短短数月,獒犬的体型早已从幼犬变成了大个子,不抬起前爪时,高度只在林良侯腰下的位置。
精力充沛,每每在院前嚎叫,力道大的非凡,几乎是拽着林良侯往前奔。
“遛你几圈儿比我跑五千米还累。”林良侯一屁股坐在篱笆院门槛,深呼吸,抓着狗头看小乖伸出舌头的傻狗开心样,他寻思寻思。
这些日子的确是把狗子闷坏了,一直没上山打猎,獒犬是大型猎犬,也不是一直看门儿的料子。
“等明儿我就带你上山打猎,消耗一下你的精力。”林良侯没驯过警犬,也知道他这段时间把精力都放在了新房子和接送照顾商青鸾身上,家里的其他活计耽误了许多。
“嗖——”煤球跳到了小乖身上,一猫一狗倒也和谐。
鸡舍和兔舍里的畜生都长大了,都快装不下了,留下优质的种鸡和种兔,留下几只自己家吃,林良侯把其他的塞进兔笼,带到村集卖了去。那对大鹅下的鹅蛋还没有配上的,暂时不用管。
村集的价格虽然不比城里的高,但量大从优,每天都有城里酒楼饭馆的人来收,脱销快,不累人。
把鸡笼兔笼搬上板车,林良侯把家里的细雪套上车,准备让这头小白驴子也锻炼锻炼。
“哎呦,五栓子老弟,你家终于肯把鸡兔卖了?”李屠户也在村集开肉摊,林良侯总光顾他的肉摊买猪肉牛肉,两人混的不能再熟。
林良侯把东西卸下车,把驴子和车拉到后面拴好:“可不是,我这几日忙着新房和送我家青鸾的事儿,回去一瞧,圈里都快搁不下了。”
“养的真不错,你想买什么价?”李屠户瞅着那鸡冠子通红,肥大壮硕,各色肉兔也长得大。
林良侯故作老成的,咳咳两声凑过去:“你要买别吭声,我给你预留几只,给你个成本价儿。”
李屠户眼睛一亮:“那感情好,你给我留四只兔子。”
他家成天吃猪肉牛肉羊肉,都吃腻歪了,家里养了鸡他不爱吃,兔子倒是吃的少,尝尝鲜。
“成,没问题。”
“我跟你说,五栓子,一会儿有好几家的伙计来问价,你可别卖便宜了,城里有家南北杂货铺,还有家‘口水坊’酒馆儿,每隔三五日都有伙计来收货,只他两家压价的厉害,收的货多,你别别坑了。”李屠户好心提醒。
林良侯笑:“成。”
正所谓说曹操曹操到,有三三两两几个村哥儿小子来买肉,几两车架也赶进村集,瞧着锦帘木盖是城里的讲究样式。

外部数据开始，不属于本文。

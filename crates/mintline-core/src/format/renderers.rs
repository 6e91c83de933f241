//! Bespoke renderers for the Mintline operations
//!
//! Each renderer receives the envelope's `data` member (`null` when absent).

use serde_json::Value;

use super::fields::{
    amount_with_currency, count, date, items, number, percent, text, text_opt, usd, usd_field,
    vendor_name, NOT_AVAILABLE, NO_DATE, NULL, UNKNOWN_AMOUNT,
};

const RULE: &str = "━━━━━━━━━━━━━━━━━━━━━━━━━━━━━━";

fn bullet_list(data: &Value, empty: &str, line: impl Fn(&Value) -> String) -> String {
    let list = items(data);
    if list.is_empty() {
        return empty.to_string();
    }
    list.iter().map(line).collect::<Vec<_>>().join("\n")
}

// =============================================================================
// Receipts
// =============================================================================

pub fn list_receipts(data: &Value) -> String {
    bullet_list(data, "No receipts found.", |r| {
        format!(
            "• {}: {} - {} ({})",
            text(r, "id", UNKNOWN_AMOUNT),
            vendor_name(r),
            amount_with_currency(r, "totalAmount"),
            date(r, "purchaseDate", NO_DATE)
        )
    })
}

pub fn get_receipt(r: &Value) -> String {
    let mut out = String::new();
    out.push_str(&format!("Receipt: {}\n", text(r, "id", NOT_AVAILABLE)));
    out.push_str(&format!("Vendor: {}\n", vendor_name(r)));
    out.push_str(&format!("Date: {}\n", date(r, "purchaseDate", NOT_AVAILABLE)));
    out.push_str(&format!("Total: {}\n", amount_with_currency(r, "totalAmount")));

    let line_items = r.get("items").map(items).unwrap_or(&[]);
    if !line_items.is_empty() {
        out.push_str("\nLine Items:\n");
        for item in line_items {
            out.push_str(&format!(
                "  • {}: {}\n",
                text(item, "description", NOT_AVAILABLE),
                text(item, "totalPrice", UNKNOWN_AMOUNT)
            ));
        }
    }

    if let Some(matched) = r.get("matchedTransaction").filter(|m| m.is_object()) {
        out.push_str(&format!(
            "\nMatched to: {} - {}",
            text(matched, "id", NOT_AVAILABLE),
            text(matched, "description", NOT_AVAILABLE)
        ));
    }

    out
}

// =============================================================================
// Transactions & statements
// =============================================================================

pub fn list_transactions(data: &Value) -> String {
    bullet_list(data, "No transactions found.", |t| {
        format!(
            "• {}: {} - {} ({})",
            text(t, "id", UNKNOWN_AMOUNT),
            text(t, "description", NOT_AVAILABLE),
            amount_with_currency(t, "amount"),
            date(t, "transactionDate", NO_DATE)
        )
    })
}

pub fn get_transaction(t: &Value) -> String {
    [
        format!("Transaction: {}", text(t, "id", NOT_AVAILABLE)),
        format!("Description: {}", text(t, "description", NOT_AVAILABLE)),
        format!("Amount: {}", amount_with_currency(t, "amount")),
        format!("Date: {}", date(t, "transactionDate", NOT_AVAILABLE)),
        format!("Type: {}", text(t, "transactionType", NOT_AVAILABLE)),
    ]
    .join("\n")
}

pub fn list_statements(data: &Value) -> String {
    bullet_list(data, "No statements found.", |s| {
        format!(
            "• {}: {} - {} ({} transactions)",
            text(s, "id", UNKNOWN_AMOUNT),
            text(s, "institutionName", NOT_AVAILABLE),
            date(s, "statementDate", NO_DATE),
            count(s, "transactionCount")
        )
    })
}

// =============================================================================
// Matches
// =============================================================================

pub fn list_matches(data: &Value) -> String {
    bullet_list(data, "No matches found.", |m| {
        format!(
            "• {}: Receipt {} ↔ Transaction {} ({} confidence) [{}]",
            text(m, "id", UNKNOWN_AMOUNT),
            text(m, "receiptId", UNKNOWN_AMOUNT),
            text(m, "transactionId", UNKNOWN_AMOUNT),
            percent(m, "confidenceScore"),
            text(m, "status", "unknown")
        )
    })
}

fn match_id(data: &Value) -> Option<String> {
    text_opt(data, "id").or_else(|| data.get("match").and_then(|m| text_opt(m, "id")))
}

pub fn confirm_match(data: &Value) -> String {
    match match_id(data) {
        Some(id) => format!("Match {} confirmed successfully.", id),
        None => "Match confirmed successfully.".to_string(),
    }
}

pub fn reject_match(data: &Value) -> String {
    let mut out = match match_id(data) {
        Some(id) => format!("Match {} rejected.", id),
        None => "Match rejected.".to_string(),
    };
    let reason = text_opt(data, "rejectionReason").or_else(|| text_opt(data, "reason"));
    if let Some(reason) = reason {
        out.push_str(&format!(" Reason: {}", reason));
    }
    out
}

// =============================================================================
// Analytics
// =============================================================================

fn period_range(data: &Value) -> String {
    let period = data.get("period").unwrap_or(&NULL);
    format!(
        "{} to {}",
        text(period, "from", UNKNOWN_AMOUNT),
        text(period, "to", UNKNOWN_AMOUNT)
    )
}

/// Grouping of a spending response: explicit `groupBy`, else inferred
fn spending_grouping(data: &Value) -> String {
    if let Some(group) = text_opt(data, "groupBy") {
        return group;
    }
    if data.get("summary").is_some_and(Value::is_object) {
        return "total".to_string();
    }
    let first = items(data.get("data").unwrap_or(&NULL)).first();
    if first.is_some_and(|item| item.get("vendorName").is_some()) {
        "vendor".to_string()
    } else {
        "period".to_string()
    }
}

pub fn spending_summary(data: &Value) -> String {
    let grouping = spending_grouping(data);

    if let Some(s) = data.get("summary").filter(|s| s.is_object()) {
        if grouping == "total" {
            return [
                format!("Spending Summary ({})", period_range(data)),
                RULE.to_string(),
                format!("Total Spent: {}", usd_field(s, "totalAmount")),
                format!("Receipt Count: {}", count(s, "receiptCount")),
                format!("Average: {}", usd_field(s, "averageAmount")),
                format!(
                    "Min: {} | Max: {}",
                    usd_field(s, "minAmount"),
                    usd_field(s, "maxAmount")
                ),
            ]
            .join("\n");
        }
    }

    let rows = items(data.get("data").unwrap_or(&NULL));
    if rows.is_empty() {
        return "No spending data found for this period.".to_string();
    }

    let mut out = format!("Spending by {} ({})\n{}\n", grouping, period_range(data), RULE);
    for (i, row) in rows.iter().enumerate() {
        let label = if grouping == "vendor" {
            format!("{}. {}", i + 1, text(row, "vendorName", "Unknown"))
        } else {
            format!("• {}", text(row, "period", UNKNOWN_AMOUNT))
        };
        out.push_str(&format!(
            "{}: {} ({} receipts)\n",
            label,
            usd_field(row, "totalAmount"),
            count(row, "receiptCount")
        ));
    }
    out
}

pub fn top_vendors(data: &Value) -> String {
    let vendors = items(data.get("vendors").unwrap_or(data));
    if vendors.is_empty() {
        return "No vendor data found.".to_string();
    }

    let mut out = format!("Top Vendors by Spending\n{}\n", RULE);
    for (i, v) in vendors.iter().enumerate() {
        out.push_str(&format!(
            "{}. {}: {} ({} receipts)\n",
            i + 1,
            text(v, "name", "Unknown"),
            usd_field(v, "total"),
            count(v, "count")
        ));
    }
    out
}

/// One block per $100, capped at 20
fn trend_bar(total: f64) -> String {
    let blocks = (total / 100.0).round().clamp(0.0, 20.0) as usize;
    "█".repeat(blocks)
}

pub fn spending_trends(data: &Value) -> String {
    let trends = items(data.get("trends").unwrap_or(data));
    if trends.is_empty() {
        return "No trend data found.".to_string();
    }

    let mut out = format!("Monthly Spending Trends\n{}\n", RULE);
    for t in trends {
        let total = number(t, "total").unwrap_or(0.0);
        out.push_str(&format!(
            "{}: {} {}\n",
            text(t, "month", UNKNOWN_AMOUNT),
            usd(total),
            trend_bar(total)
        ));
    }
    out
}

pub fn unmatched_summary(data: &Value) -> String {
    let section = |key: &str| data.get(key).cloned().unwrap_or(Value::Null);
    let proposed = section("proposedMatches");
    let receipts = section("unmatchedReceipts");
    let transactions = section("unmatchedTransactions");
    let large = section("largeUnmatchedTransactions");
    let actions = section("actionItems");

    let mut out = format!("Action Items Summary\n{}\n\n", RULE);
    out.push_str(&format!(
        "📋 Proposed Matches to Review: {}\n",
        count(&proposed, "count")
    ));
    out.push_str(&format!(
        "📄 Unmatched Receipts: {} ({})\n",
        count(&receipts, "count"),
        usd_field(&receipts, "totalAmount")
    ));
    out.push_str(&format!(
        "💳 Unmatched Transactions: {} ({})\n",
        count(&transactions, "count"),
        usd_field(&transactions, "totalAmount")
    ));
    out.push_str(&format!(
        "⚠️  Large Transactions (>{}) without receipts: {}\n",
        usd_field(&large, "threshold"),
        count(&large, "count")
    ));

    if let Some(message) = text_opt(&actions, "message") {
        out.push('\n');
        out.push_str(&message);
    }
    out
}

驾车的伙计运盛伶俐而眼尖,拉着马车就朝肉摊走来:“林五爷!您今儿倒是悠闲,我们掌柜还念叨您许久不来我们店卖皮货了。”
“农忙,家里有事没进山,运盛儿老弟你这身衣裳倒好啊,多时不见,鸟枪换大炮了?”林良侯与运盛打趣儿。
运盛面上得意,嘴里谦虚:“都是托了我们掌柜的抬爱,大小不济升了个官儿,以后外出采买进货的事儿都我统管,管几个人儿。”
“你能耐在那儿,邓老板不提拔你还能提把谁?今日倒叫我沾了你的喜气,来,这对儿鸡权当做小小贺礼。”林良侯大方的从鸡笼里抓出两只大公鸡。
“呀,如何使得?怪不好意思的。”运盛儿喜笑颜开,喜欢林良侯的上道和奉承,他自然也得投桃报李,训斥跟在后头的小伙计。
“你个没眼色的小崽子,还不见过林五爷?”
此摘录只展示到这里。